He whistled a lively tune softly, as he went to bed in his little side-room off the passage, and wondered again, as he had wondered hundreds of times before, what caused that solemn low humming noise that throbbed so incessantly through the house, and seemed so loud when everything else was still. It was a grave sound,—suggestive of a long-sustained organ-note held by the pedal-bass;—the murmuring of seas and rivers seemed in it, as well as the rush of the wind. Karl had grown accustomed to it, though he did not know what it meant,—and he listened to it, till drowsiness made him fancy it was the hum of his mother’s spinning-wheel, at home in his native German village among the pine-forests, and so he fell happily asleep.

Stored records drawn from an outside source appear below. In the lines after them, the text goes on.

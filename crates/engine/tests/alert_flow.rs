//! End-to-end scenarios for the alert engines.

mod common;

use std::sync::Arc;

use serde_json::json;
use tokio_util::sync::CancellationToken;

use common::RecordingGitHub;
use engine::actions::alert::pr_comment::PullRequestCommentAlert;
use engine::actions::alert::security_advisory::SecurityAdvisoryAlert;
use engine::actions::{Action, ActionContext};
use engine::errors::{ActionError, ActionTransition};
use engine::models::{
    ActionSetting, Entity, PullRequestCommentConfig, PullRequestEntity, Repository, RuleInstance,
    SecurityAdvisoryConfig,
};
use engine::statemachine::ActionCmd;
use provider::Provider;

fn repo_entity() -> Entity {
    Entity::Repository(Repository {
        owner: "stacklok".to_string(),
        name: "minder".to_string(),
        default_branch: "main".to_string(),
        is_private: false,
    })
}

fn rule() -> RuleInstance {
    RuleInstance {
        name: "dependabot_configured".to_string(),
        rule_type: "dependabot".to_string(),
        def: json!({}),
        params: json!({}),
    }
}

#[tokio::test]
async fn advisory_round_trip_stores_and_uses_ghsa_id() {
    let github = Arc::new(RecordingGitHub::new());
    let alert = SecurityAdvisoryAlert::new(
        SecurityAdvisoryConfig::default(),
        Arc::clone(&github) as Arc<dyn Provider>,
    );
    let entity = repo_entity();
    let rule = rule();
    let cancel = CancellationToken::new();
    let ctx = ActionContext {
        entity: &entity,
        rule: &rule,
        eval_output: None,
        ingest: None,
        cancel: &cancel,
    };

    let on = alert
        .do_action(&ctx, ActionCmd::TurnOn, ActionSetting::On, &json!({}))
        .await;
    assert!(matches!(on.outcome, Ok(ActionTransition::TurnedOn)));
    assert_eq!(on.metadata, json!({"ghsa_id": "GHSA-test-0001"}));

    let off = alert
        .do_action(&ctx, ActionCmd::TurnOff, ActionSetting::On, &on.metadata)
        .await;
    assert!(matches!(off.outcome, Ok(ActionTransition::TurnedOff)));
    assert_eq!(off.metadata, json!({}));
}

#[tokio::test]
async fn advisory_turn_off_collapses_missing_state_and_not_found() {
    let github = Arc::new(RecordingGitHub::new());
    let alert = SecurityAdvisoryAlert::new(
        SecurityAdvisoryConfig::default(),
        Arc::clone(&github) as Arc<dyn Provider>,
    );
    let entity = repo_entity();
    let rule = rule();
    let cancel = CancellationToken::new();
    let ctx = ActionContext {
        entity: &entity,
        rule: &rule,
        eval_output: None,
        ingest: None,
        cancel: &cancel,
    };

    // No stored advisory id: nothing to close.
    let off = alert
        .do_action(&ctx, ActionCmd::TurnOff, ActionSetting::On, &json!({}))
        .await;
    assert!(matches!(off.outcome, Err(ActionError::Skipped)));

    // Advisory removed by hand: also a skip.
    let off = alert
        .do_action(&ctx, ActionCmd::TurnOff, ActionSetting::On, &json!({"ghsa_id": "GHSA-gone"}))
        .await;
    assert!(matches!(off.outcome, Err(ActionError::Skipped)));
}

#[tokio::test]
async fn pr_comment_requires_pull_request_entity() {
    let github = Arc::new(RecordingGitHub::new());
    let alert = PullRequestCommentAlert::new(
        PullRequestCommentConfig {
            review_message: "Rule {{params.rule}} drifted".to_string(),
        },
        Arc::clone(&github) as Arc<dyn Provider>,
    );
    let rule = rule();

    // Repository entity: typed failure.
    let entity = repo_entity();
    let cancel = CancellationToken::new();
    let ctx = ActionContext {
        entity: &entity,
        rule: &rule,
        eval_output: None,
        ingest: None,
        cancel: &cancel,
    };
    let result = alert
        .do_action(&ctx, ActionCmd::TurnOn, ActionSetting::On, &json!({}))
        .await;
    assert!(matches!(
        result.outcome,
        Err(ActionError::Failed { subtype: "pull_request_comment", .. })
    ));

    // Pull-request entity: comment id stored.
    let entity = Entity::PullRequest(PullRequestEntity {
        owner: "stacklok".to_string(),
        name: "minder".to_string(),
        number: 44,
        author: None,
    });
    let cancel = CancellationToken::new();
    let ctx = ActionContext {
        entity: &entity,
        rule: &rule,
        eval_output: None,
        ingest: None,
        cancel: &cancel,
    };
    let result = alert
        .do_action(&ctx, ActionCmd::TurnOn, ActionSetting::On, &json!({}))
        .await;
    assert!(matches!(result.outcome, Ok(ActionTransition::TurnedOn)));
    assert_eq!(result.metadata, json!({"comment_id": 9001}));
}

Meanwhile El-Râmi, ascending to the tower, knocked sharply at a small nail-studded door in the wall. The mysterious murmuring noise was now louder than ever,—and the knock had to be repeated three or four times before it was attended to. Then the door was cautiously opened, and the “Herr Doctor” himself looked out, his wizened, aged, meditative face illumined like a Rembrandt picture by the small hand-lamp he held in his hand.

“Ah!—El-Râmi!” he said in slow yet pleased tones—“I thought it might be you. And like ‘Bernardo’—you ‘come most carefully upon your hour.’”

He smiled, as one well satisfied to have made an apt quotation, and opened the door more widely to admit his visitor.

“Come in quickly,”—he said—“The great window is open to the skies, and the wind is high,—I fear some damage from the draught,—come in—come in!”

His voice became suddenly testy and querulous,—and El-Râmi stepped in at once without reply. Dr. Kremlin shut to the door carefully and bolted it—then he turned the light of the lamp he carried full on the dark handsome face and dignified figure of his companion.

“You are looking well—well,”—he muttered,—“Not a shade older—always sound and strong! Just Heavens!—if I had your physique, I think, with Archimedes, that I could lift the world! But I am getting very old,—the life in me is ebbing fast,—and I have not done my work— ... God! ... God! I have not done my work!”

He clenched his hands, and his voice quavered down into a sound that was almost a groan. El-Râmi’s black beaming eyes rested on him compassionately.

“You are worn out, my dear Kremlin,”—he said gently—“worn out and exhausted with long toil. You shall sleep to-night. I have come according to my promise, and I will do what I can for you. Trust me—you shall not lose the reward of your life’s work by want of time. You shall have time,—even leisure to complete your labours,—I will give you ‘length of days’!”

The elder man sank into a chair trembling, and rested his head wearily on one hand.